§ **Task**
In the entries below, every line that contains "blur" must be located and copied.

Dataset entries
=====
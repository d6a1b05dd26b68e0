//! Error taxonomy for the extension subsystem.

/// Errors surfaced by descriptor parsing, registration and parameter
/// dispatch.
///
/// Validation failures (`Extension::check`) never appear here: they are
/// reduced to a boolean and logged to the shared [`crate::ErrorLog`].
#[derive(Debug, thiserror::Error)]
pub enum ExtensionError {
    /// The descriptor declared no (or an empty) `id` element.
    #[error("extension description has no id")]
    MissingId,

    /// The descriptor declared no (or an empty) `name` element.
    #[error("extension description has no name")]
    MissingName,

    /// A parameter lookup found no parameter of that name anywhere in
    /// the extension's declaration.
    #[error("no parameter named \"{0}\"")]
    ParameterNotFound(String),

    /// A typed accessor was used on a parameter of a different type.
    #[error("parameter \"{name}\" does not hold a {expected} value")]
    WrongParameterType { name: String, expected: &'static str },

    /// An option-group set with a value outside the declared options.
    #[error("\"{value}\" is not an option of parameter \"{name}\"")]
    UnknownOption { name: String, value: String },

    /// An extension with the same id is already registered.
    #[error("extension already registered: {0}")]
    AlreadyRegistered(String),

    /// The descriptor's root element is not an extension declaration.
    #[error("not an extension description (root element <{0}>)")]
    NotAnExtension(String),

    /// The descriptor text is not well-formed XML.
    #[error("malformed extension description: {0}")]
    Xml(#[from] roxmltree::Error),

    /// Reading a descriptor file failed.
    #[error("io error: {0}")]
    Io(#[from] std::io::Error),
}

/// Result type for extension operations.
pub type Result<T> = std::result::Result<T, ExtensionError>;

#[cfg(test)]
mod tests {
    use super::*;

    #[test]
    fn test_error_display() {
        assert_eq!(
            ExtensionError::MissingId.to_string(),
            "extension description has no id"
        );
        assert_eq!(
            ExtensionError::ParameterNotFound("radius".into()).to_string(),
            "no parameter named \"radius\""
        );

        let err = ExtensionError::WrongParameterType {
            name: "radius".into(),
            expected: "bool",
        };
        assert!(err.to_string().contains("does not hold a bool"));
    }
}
=====
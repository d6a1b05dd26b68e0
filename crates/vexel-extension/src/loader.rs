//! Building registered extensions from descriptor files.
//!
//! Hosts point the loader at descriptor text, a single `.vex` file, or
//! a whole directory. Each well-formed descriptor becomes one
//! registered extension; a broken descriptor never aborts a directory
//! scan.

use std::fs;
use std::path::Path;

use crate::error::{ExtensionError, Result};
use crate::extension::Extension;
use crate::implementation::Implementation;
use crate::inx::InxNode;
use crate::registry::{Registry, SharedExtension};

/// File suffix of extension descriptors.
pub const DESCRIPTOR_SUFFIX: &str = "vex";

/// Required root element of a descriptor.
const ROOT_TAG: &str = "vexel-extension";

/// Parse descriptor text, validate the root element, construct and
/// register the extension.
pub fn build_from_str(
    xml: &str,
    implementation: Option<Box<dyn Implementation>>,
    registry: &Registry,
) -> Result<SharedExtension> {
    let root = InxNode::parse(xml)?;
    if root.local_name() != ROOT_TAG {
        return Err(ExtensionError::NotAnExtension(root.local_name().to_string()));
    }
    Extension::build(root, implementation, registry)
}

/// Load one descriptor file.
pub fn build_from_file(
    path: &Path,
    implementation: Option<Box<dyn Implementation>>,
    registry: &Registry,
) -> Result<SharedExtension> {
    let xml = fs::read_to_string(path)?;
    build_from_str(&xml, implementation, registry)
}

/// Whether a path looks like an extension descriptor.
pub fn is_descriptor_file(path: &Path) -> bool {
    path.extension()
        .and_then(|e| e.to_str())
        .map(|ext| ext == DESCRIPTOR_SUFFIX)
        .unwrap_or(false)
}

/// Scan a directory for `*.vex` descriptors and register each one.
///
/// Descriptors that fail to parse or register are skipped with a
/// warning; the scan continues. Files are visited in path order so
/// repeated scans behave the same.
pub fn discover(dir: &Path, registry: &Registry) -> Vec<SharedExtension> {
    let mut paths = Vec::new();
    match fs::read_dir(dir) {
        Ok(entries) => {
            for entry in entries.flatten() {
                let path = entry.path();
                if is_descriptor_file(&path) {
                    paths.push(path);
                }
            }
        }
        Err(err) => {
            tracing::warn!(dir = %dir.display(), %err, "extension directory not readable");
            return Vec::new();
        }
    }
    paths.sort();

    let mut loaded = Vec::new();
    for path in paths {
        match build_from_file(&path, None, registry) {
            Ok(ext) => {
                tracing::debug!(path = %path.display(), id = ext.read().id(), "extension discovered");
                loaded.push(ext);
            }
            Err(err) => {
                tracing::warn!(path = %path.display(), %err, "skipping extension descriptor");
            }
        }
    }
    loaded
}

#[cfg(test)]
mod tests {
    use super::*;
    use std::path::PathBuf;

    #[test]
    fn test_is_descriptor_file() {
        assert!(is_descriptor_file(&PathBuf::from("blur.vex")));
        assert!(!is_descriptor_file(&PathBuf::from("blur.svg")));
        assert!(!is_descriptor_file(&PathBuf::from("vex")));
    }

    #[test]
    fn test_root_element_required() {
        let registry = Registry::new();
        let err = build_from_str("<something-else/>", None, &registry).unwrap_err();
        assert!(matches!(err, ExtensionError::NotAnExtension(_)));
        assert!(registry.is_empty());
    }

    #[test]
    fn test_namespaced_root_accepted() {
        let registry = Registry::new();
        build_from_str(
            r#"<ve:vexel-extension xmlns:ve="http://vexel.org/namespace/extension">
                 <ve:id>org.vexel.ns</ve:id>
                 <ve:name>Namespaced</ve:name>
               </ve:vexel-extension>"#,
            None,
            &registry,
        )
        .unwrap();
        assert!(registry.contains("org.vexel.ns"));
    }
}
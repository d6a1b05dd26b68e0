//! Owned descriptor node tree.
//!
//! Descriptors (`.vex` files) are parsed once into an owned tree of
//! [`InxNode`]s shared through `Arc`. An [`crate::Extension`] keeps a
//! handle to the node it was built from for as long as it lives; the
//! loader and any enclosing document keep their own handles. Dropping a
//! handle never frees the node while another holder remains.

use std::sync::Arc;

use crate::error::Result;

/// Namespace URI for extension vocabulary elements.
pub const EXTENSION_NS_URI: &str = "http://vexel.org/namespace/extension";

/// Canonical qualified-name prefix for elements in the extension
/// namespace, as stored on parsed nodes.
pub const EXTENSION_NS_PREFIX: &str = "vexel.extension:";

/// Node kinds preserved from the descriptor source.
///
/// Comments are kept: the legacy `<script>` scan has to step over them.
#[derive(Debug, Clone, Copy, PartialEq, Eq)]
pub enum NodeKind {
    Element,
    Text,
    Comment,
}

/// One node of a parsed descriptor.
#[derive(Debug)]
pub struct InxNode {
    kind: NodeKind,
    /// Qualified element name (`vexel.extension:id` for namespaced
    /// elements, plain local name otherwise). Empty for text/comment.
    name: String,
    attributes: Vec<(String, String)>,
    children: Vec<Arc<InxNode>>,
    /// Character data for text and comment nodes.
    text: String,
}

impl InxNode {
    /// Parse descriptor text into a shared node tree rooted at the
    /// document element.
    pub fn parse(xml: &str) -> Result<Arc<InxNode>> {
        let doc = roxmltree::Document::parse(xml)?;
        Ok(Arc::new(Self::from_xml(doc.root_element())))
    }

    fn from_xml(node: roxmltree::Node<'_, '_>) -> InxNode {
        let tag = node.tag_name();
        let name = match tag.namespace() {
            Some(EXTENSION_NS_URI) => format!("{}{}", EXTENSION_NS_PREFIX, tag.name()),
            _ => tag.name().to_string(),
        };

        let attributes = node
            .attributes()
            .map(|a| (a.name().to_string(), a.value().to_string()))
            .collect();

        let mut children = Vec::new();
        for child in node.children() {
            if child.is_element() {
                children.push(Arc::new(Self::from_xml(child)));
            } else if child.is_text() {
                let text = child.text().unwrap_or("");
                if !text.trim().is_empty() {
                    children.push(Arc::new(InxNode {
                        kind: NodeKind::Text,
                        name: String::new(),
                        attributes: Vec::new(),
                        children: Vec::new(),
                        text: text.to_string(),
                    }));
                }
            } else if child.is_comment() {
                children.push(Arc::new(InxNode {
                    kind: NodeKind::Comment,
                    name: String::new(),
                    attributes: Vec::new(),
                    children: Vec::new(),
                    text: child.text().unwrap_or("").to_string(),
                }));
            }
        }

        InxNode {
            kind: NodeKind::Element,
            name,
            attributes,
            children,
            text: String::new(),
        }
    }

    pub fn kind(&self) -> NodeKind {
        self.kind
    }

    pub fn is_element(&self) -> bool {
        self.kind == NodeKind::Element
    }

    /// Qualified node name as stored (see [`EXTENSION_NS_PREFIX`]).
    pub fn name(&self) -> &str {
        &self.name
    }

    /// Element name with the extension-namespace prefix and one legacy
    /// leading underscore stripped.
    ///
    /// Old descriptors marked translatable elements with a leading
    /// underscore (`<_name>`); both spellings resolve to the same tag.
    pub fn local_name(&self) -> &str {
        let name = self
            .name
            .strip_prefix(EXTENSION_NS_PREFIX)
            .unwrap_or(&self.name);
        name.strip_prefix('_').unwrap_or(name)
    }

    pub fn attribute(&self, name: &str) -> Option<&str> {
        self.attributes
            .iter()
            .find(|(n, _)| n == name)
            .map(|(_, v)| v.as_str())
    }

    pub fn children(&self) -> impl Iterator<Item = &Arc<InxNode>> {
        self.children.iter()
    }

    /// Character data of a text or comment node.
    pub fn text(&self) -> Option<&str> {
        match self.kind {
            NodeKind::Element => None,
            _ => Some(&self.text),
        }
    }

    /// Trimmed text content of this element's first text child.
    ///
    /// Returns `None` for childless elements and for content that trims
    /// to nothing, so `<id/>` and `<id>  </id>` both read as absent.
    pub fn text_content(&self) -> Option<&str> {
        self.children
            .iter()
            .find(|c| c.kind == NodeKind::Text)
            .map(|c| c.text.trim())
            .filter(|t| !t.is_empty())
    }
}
=====
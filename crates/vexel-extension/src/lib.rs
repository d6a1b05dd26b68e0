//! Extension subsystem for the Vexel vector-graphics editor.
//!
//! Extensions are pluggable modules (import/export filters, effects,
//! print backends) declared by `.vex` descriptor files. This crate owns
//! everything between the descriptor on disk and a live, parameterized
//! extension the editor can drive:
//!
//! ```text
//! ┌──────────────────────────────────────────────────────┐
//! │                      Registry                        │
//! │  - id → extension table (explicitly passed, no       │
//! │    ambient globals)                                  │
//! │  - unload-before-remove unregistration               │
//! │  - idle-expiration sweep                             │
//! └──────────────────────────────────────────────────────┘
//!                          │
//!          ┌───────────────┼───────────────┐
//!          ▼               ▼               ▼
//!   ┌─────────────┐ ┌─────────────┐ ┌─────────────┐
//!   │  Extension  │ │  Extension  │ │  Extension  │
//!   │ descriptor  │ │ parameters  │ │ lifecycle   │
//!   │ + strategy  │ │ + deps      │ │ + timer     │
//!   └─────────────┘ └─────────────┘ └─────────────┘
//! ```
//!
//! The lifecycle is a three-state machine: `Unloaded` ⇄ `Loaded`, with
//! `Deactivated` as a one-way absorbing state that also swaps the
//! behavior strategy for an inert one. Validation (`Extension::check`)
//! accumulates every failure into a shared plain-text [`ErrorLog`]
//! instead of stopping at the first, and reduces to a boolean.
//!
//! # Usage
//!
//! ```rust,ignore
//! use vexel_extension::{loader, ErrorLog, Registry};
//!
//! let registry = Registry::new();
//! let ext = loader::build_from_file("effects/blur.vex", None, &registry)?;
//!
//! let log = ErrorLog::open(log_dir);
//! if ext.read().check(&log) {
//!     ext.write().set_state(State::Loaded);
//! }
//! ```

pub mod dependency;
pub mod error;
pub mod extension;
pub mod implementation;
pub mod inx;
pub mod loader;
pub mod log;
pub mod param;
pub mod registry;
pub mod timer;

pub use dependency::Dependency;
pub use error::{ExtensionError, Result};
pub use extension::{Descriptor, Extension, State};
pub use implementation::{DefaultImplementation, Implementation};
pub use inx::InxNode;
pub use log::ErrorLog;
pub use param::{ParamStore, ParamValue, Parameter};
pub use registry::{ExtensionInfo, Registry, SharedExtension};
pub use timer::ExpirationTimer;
=====
§ **Exercise response**
        assert!(is_descriptor_file(&PathBuf::from("blur.vex")));
        assert!(!is_descriptor_file(&PathBuf::from("blur.svg")));
//! let ext = loader::build_from_file("effects/blur.vex", None, &registry)?;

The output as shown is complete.